The full-day format is 7 hours each day (with an hour for lunch), while the half-day format is 4 hours each day. Both formats allow busy students time to deal with daily tasks, so they’re not forced to answer emails or put out fires during class. If you have more than 15 students, or need to provide operational coverage, we can support morning and afternoon cohorts.
Curriculum Outline
Day 1
- Introduction to the Class
- What is the cloud anyway?
- What you need to protect: Cloud/Network/Deployment Plane
- Lab 1 - Welcome to Fooli
- The Cloud Is Dark and Full of Terrors - A Primer on how misconfigurations occur and how attackers leverage them.
- Assessment Methodology
- Benchmarks & Frameworks
- Cloud Threat Models
- Writing your own cloud security standards & baselines
- Cloud Security Tools
- Cloud provider native
- GuardDuty, Macie, IAM Access Analyzer
- CSPM & the Gartner alphabet soup
- Cloud provider native
- Lab 2 - Prowler & SecHub
- Cloud Networking
- VPCs
- Security Groups & native firewalls
- VPC interconnectivity
- Lab 3 - Cloud Network Security Assessment
- Cloud Identity
- IAM Users, Roles, Federation
- My God, It’s Full of Stars - the quest for least privilege
- Lab 4 - Leverage Steampipe for total cloud visibility
- Cloud Ransomware
- How cloud ransomware differs from traditional ransomware
- Ransomware mitigations & recovery
- Lab 5 - AWS Backup
Day 2
- GitHub Security
- Managing Access
- Finding Secrets
- GitHub Actions & other pipelines
- Defending the Supply chain
- Shifting left
- Lab 6 - GitHub & CI/CD
- Incident Response
- Preparation
- Telemetry sources
- Detections
- Lab 7 - Incident Response Readiness Assessment
- Lab 8 - Incident Response Simulation
- Containers & Cloud Native
- Containers Primers
- Orchestration
- Lab 9 - Assessing a cloud-native application
- GuardRails - Advantages & Limitations
- Governance Policies (SCPs, Organization Policies, Blueprints)

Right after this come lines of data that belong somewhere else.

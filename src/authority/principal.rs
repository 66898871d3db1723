//! In-memory principal directory.
//!
//! Principals are created by registration or by a first federated login and are
//! only ever soft-deleted. Passwords are stored as Argon2id PHC strings.

use anyhow::{Result, anyhow};
use argon2::{Argon2, PasswordHash, PasswordHasher, PasswordVerifier, password_hash::SaltString};
use chrono::{DateTime, Utc};
use dashmap::{DashMap, mapref::entry::Entry};
use once_cell::sync::OnceCell;
use rand::rngs::OsRng;
use regex::Regex;
use secrecy::{ExposeSecret, SecretString};
use serde::Serialize;
use std::{
    collections::{BTreeMap, BTreeSet},
    sync::Arc,
};
use utoipa::ToSchema;

use super::{
    clock::Clock,
    error::{AuthError, AuthResult},
    types::{Factor, PrincipalId},
};

const MIN_PASSWORD_LENGTH: usize = 8;
const MAX_PASSWORD_LENGTH: usize = 1024;

#[derive(Clone, Debug, Eq, PartialEq, Serialize, ToSchema)]
#[serde(rename_all = "camelCase")]
pub struct Principal {
    #[schema(value_type = String, format = Uuid)]
    pub principal_id: PrincipalId,
    pub username: Option<String>,
    pub factors: BTreeSet<Factor>,
    /// Federation issuer -> external subject id.
    pub federated_identities: BTreeMap<String, String>,
    pub deactivated: bool,
    pub created_at: DateTime<Utc>,
}

struct PrincipalRecord {
    principal: Principal,
    password_hash: Option<String>,
}

/// What password verification needs, copied out of the directory.
pub(crate) struct PasswordEntry {
    pub principal_id: PrincipalId,
    pub password_hash: String,
    pub deactivated: bool,
}

pub struct PrincipalDirectory {
    clock: Arc<dyn Clock>,
    principals: DashMap<PrincipalId, PrincipalRecord>,
    usernames: DashMap<String, PrincipalId>,
    federated: DashMap<(String, String), PrincipalId>,
}

impl PrincipalDirectory {
    #[must_use]
    pub fn new(clock: Arc<dyn Clock>) -> Self {
        Self {
            clock,
            principals: DashMap::new(),
            usernames: DashMap::new(),
            federated: DashMap::new(),
        }
    }

    /// Register a password principal.
    ///
    /// # Errors
    /// Returns `InvalidRequest` for a malformed username or weak password,
    /// `PrincipalExists` if the username is taken, `Internal` if hashing fails.
    pub async fn register(&self, username: &str, password: &SecretString) -> AuthResult<Principal> {
        let username = normalize_username(username);
        if !valid_username(&username) {
            return Err(AuthError::InvalidRequest(
                "username must be 3-32 characters of a-z, 0-9, '.', '_' or '-'".to_string(),
            ));
        }
        let length = password.expose_secret().chars().count();
        if !(MIN_PASSWORD_LENGTH..=MAX_PASSWORD_LENGTH).contains(&length) {
            return Err(AuthError::InvalidRequest(format!(
                "password must be at least {MIN_PASSWORD_LENGTH} characters"
            )));
        }
        if self.usernames.contains_key(&username) {
            return Err(AuthError::PrincipalExists);
        }

        let password = password.clone();
        let password_hash =
            tokio::task::spawn_blocking(move || hash_password(password.expose_secret()))
                .await
                .map_err(|err| anyhow!("password hashing task failed: {err}"))??;

        let principal = Principal {
            principal_id: PrincipalId::new(),
            username: Some(username.clone()),
            factors: BTreeSet::from([Factor::Password]),
            federated_identities: BTreeMap::new(),
            deactivated: false,
            created_at: self.clock.now(),
        };

        // The username slot is the uniqueness point; a concurrent register loses here.
        match self.usernames.entry(username) {
            Entry::Occupied(_) => return Err(AuthError::PrincipalExists),
            Entry::Vacant(slot) => {
                slot.insert(principal.principal_id);
            }
        }
        self.principals.insert(
            principal.principal_id,
            PrincipalRecord {
                principal: principal.clone(),
                password_hash: Some(password_hash),
            },
        );
        Ok(principal)
    }

    pub(crate) fn password_entry(&self, username: &str) -> Option<PasswordEntry> {
        let principal_id = *self.usernames.get(&normalize_username(username))?;
        let record = self.principals.get(&principal_id)?;
        Some(PasswordEntry {
            principal_id,
            password_hash: record.password_hash.clone()?,
            deactivated: record.principal.deactivated,
        })
    }

    /// Resolve a federated identity, creating the principal on first sight.
    ///
    /// # Errors
    /// Returns `Internal` if the index points at a missing record.
    pub fn find_or_create_federated(&self, issuer: &str, subject: &str) -> AuthResult<Principal> {
        let key = (issuer.to_string(), subject.to_string());
        let principal_id = match self.federated.entry(key) {
            Entry::Occupied(existing) => *existing.get(),
            Entry::Vacant(slot) => {
                let principal = Principal {
                    principal_id: PrincipalId::new(),
                    username: None,
                    factors: BTreeSet::from([Factor::Federated]),
                    federated_identities: BTreeMap::from([(
                        issuer.to_string(),
                        subject.to_string(),
                    )]),
                    deactivated: false,
                    created_at: self.clock.now(),
                };
                self.principals.insert(
                    principal.principal_id,
                    PrincipalRecord {
                        principal: principal.clone(),
                        password_hash: None,
                    },
                );
                slot.insert(principal.principal_id);
                return Ok(principal);
            }
        };
        self.get(principal_id)
            .ok_or_else(|| AuthError::Internal("federated index out of sync".to_string()))
    }

    /// Link an external identity to an existing principal.
    ///
    /// # Errors
    /// Returns `InvalidRequest` for an unknown principal and `PrincipalExists`
    /// when the identity is already linked to someone else.
    pub fn link_federated(
        &self,
        principal_id: PrincipalId,
        issuer: &str,
        subject: &str,
    ) -> AuthResult<Principal> {
        if !self.principals.contains_key(&principal_id) {
            return Err(AuthError::InvalidRequest("unknown principal".to_string()));
        }
        match self.federated.entry((issuer.to_string(), subject.to_string())) {
            Entry::Occupied(existing) if *existing.get() != principal_id => {
                return Err(AuthError::PrincipalExists);
            }
            Entry::Occupied(_) => {}
            Entry::Vacant(slot) => {
                slot.insert(principal_id);
            }
        }
        self.update(principal_id, |principal| {
            principal
                .federated_identities
                .insert(issuer.to_string(), subject.to_string());
            principal.factors.insert(Factor::Federated);
        })
    }

    /// Record a newly verified factor.
    ///
    /// # Errors
    /// Returns `InvalidRequest` if the principal does not exist.
    pub fn add_factor(&self, principal_id: PrincipalId, factor: Factor) -> AuthResult<Principal> {
        self.update(principal_id, |principal| {
            principal.factors.insert(factor);
        })
    }

    /// Soft-delete. The record stays so sessions keep a valid reference.
    ///
    /// # Errors
    /// Returns `InvalidRequest` if the principal does not exist.
    pub fn deactivate(&self, principal_id: PrincipalId) -> AuthResult<Principal> {
        self.update(principal_id, |principal| principal.deactivated = true)
    }

    #[must_use]
    pub fn get(&self, principal_id: PrincipalId) -> Option<Principal> {
        self.principals
            .get(&principal_id)
            .map(|record| record.principal.clone())
    }

    #[must_use]
    pub fn len(&self) -> usize {
        self.principals.len()
    }

    #[must_use]
    pub fn is_empty(&self) -> bool {
        self.principals.is_empty()
    }

    fn update(
        &self,
        principal_id: PrincipalId,
        apply: impl FnOnce(&mut Principal),
    ) -> AuthResult<Principal> {
        let mut record = self
            .principals
            .get_mut(&principal_id)
            .ok_or_else(|| AuthError::InvalidRequest("unknown principal".to_string()))?;
        apply(&mut record.principal);
        Ok(record.principal.clone())
    }
}

fn normalize_username(username: &str) -> String {
    username.trim().to_lowercase()
}

fn valid_username(username_normalized: &str) -> bool {
    Regex::new(r"^[a-z0-9][a-z0-9._-]{2,31}$").is_ok_and(|regex| regex.is_match(username_normalized))
}

/// Hash a password using Argon2id with a random salt.
///
/// # Errors
/// Returns an error if hashing fails.
pub(crate) fn hash_password(password: &str) -> Result<String> {
    let salt = SaltString::generate(&mut OsRng);
    let hash = Argon2::default()
        .hash_password(password.as_bytes(), &salt)
        .map_err(|err| anyhow!("failed to hash password: {err}"))?;
    Ok(hash.to_string())
}

pub(crate) fn verify_password(password: &str, stored_hash: &str) -> bool {
    PasswordHash::new(stored_hash).is_ok_and(|parsed| {
        Argon2::default()
            .verify_password(password.as_bytes(), &parsed)
            .is_ok()
    })
}

static DUMMY_HASH: OnceCell<String> = OnceCell::new();

/// Fixed hash verified against when the username is unknown, so both paths cost the same.
pub(crate) fn dummy_hash() -> Result<&'static str> {
    DUMMY_HASH
        .get_or_try_init(|| hash_password("ics-session-timing-equalizer"))
        .map(String::as_str)
}
pub mod server;

// Internal "interpreter" for `Action`.
mod run;

#[derive(Debug)]
pub enum Action {
    Server(server::Args),
}

impl Action {
    /// Execute the action.
    /// # Errors
    /// Returns an error if the action fails.
    pub async fn execute(self) -> anyhow::Result<()> {
        run::execute(self).await
    }
}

- Auto-remediation (provider-native & Cloud Custodian)
- Lab 10 - Implementing GuardRaids at Fooli
- Google Workspace
- Azure AD / Entra ID
- Wrap-up and additional resources
Instructor Bio
Chris Farris is a highly experienced IT professional with a career spanning over 25 years. During this time, he has focused on various areas, including Linux, networking, and security. For the past eight years, he has been deeply involved in public cloud and public cloud security in media and entertainment, leveraging his expertise to build and evolve multiple cloud security programs.
Chris is passionate about enabling the broader security team’s objectives of secure design, incident response, and vulnerability management. He has developed cloud security standards and baselines to provide risk-based guidance to development and operations teams. As a practitioner, he has architected and implemented numerous serverless and traditional cloud applications, focusing on deployment, security, operations, and financial modeling.
He is one of the organizers of the fwd:cloudsec conference and presented at various AWS conferences and BSides events. He was named one of the inaugural AWS Security Heroes. Chris shares his insights on security and technology on social media platforms like Twitter, Mastodon and his website https://www.chrisfarris.com.
Pricing
On-site classes in the US & Canada are billed at a flat rate for up to 15 students. PrimeHarbor will provide each student with their own Fooli target environment. The hosting company only needs to provide a projector, wireless connectivity, and HTTP/HTTPS and SSH access to the internet.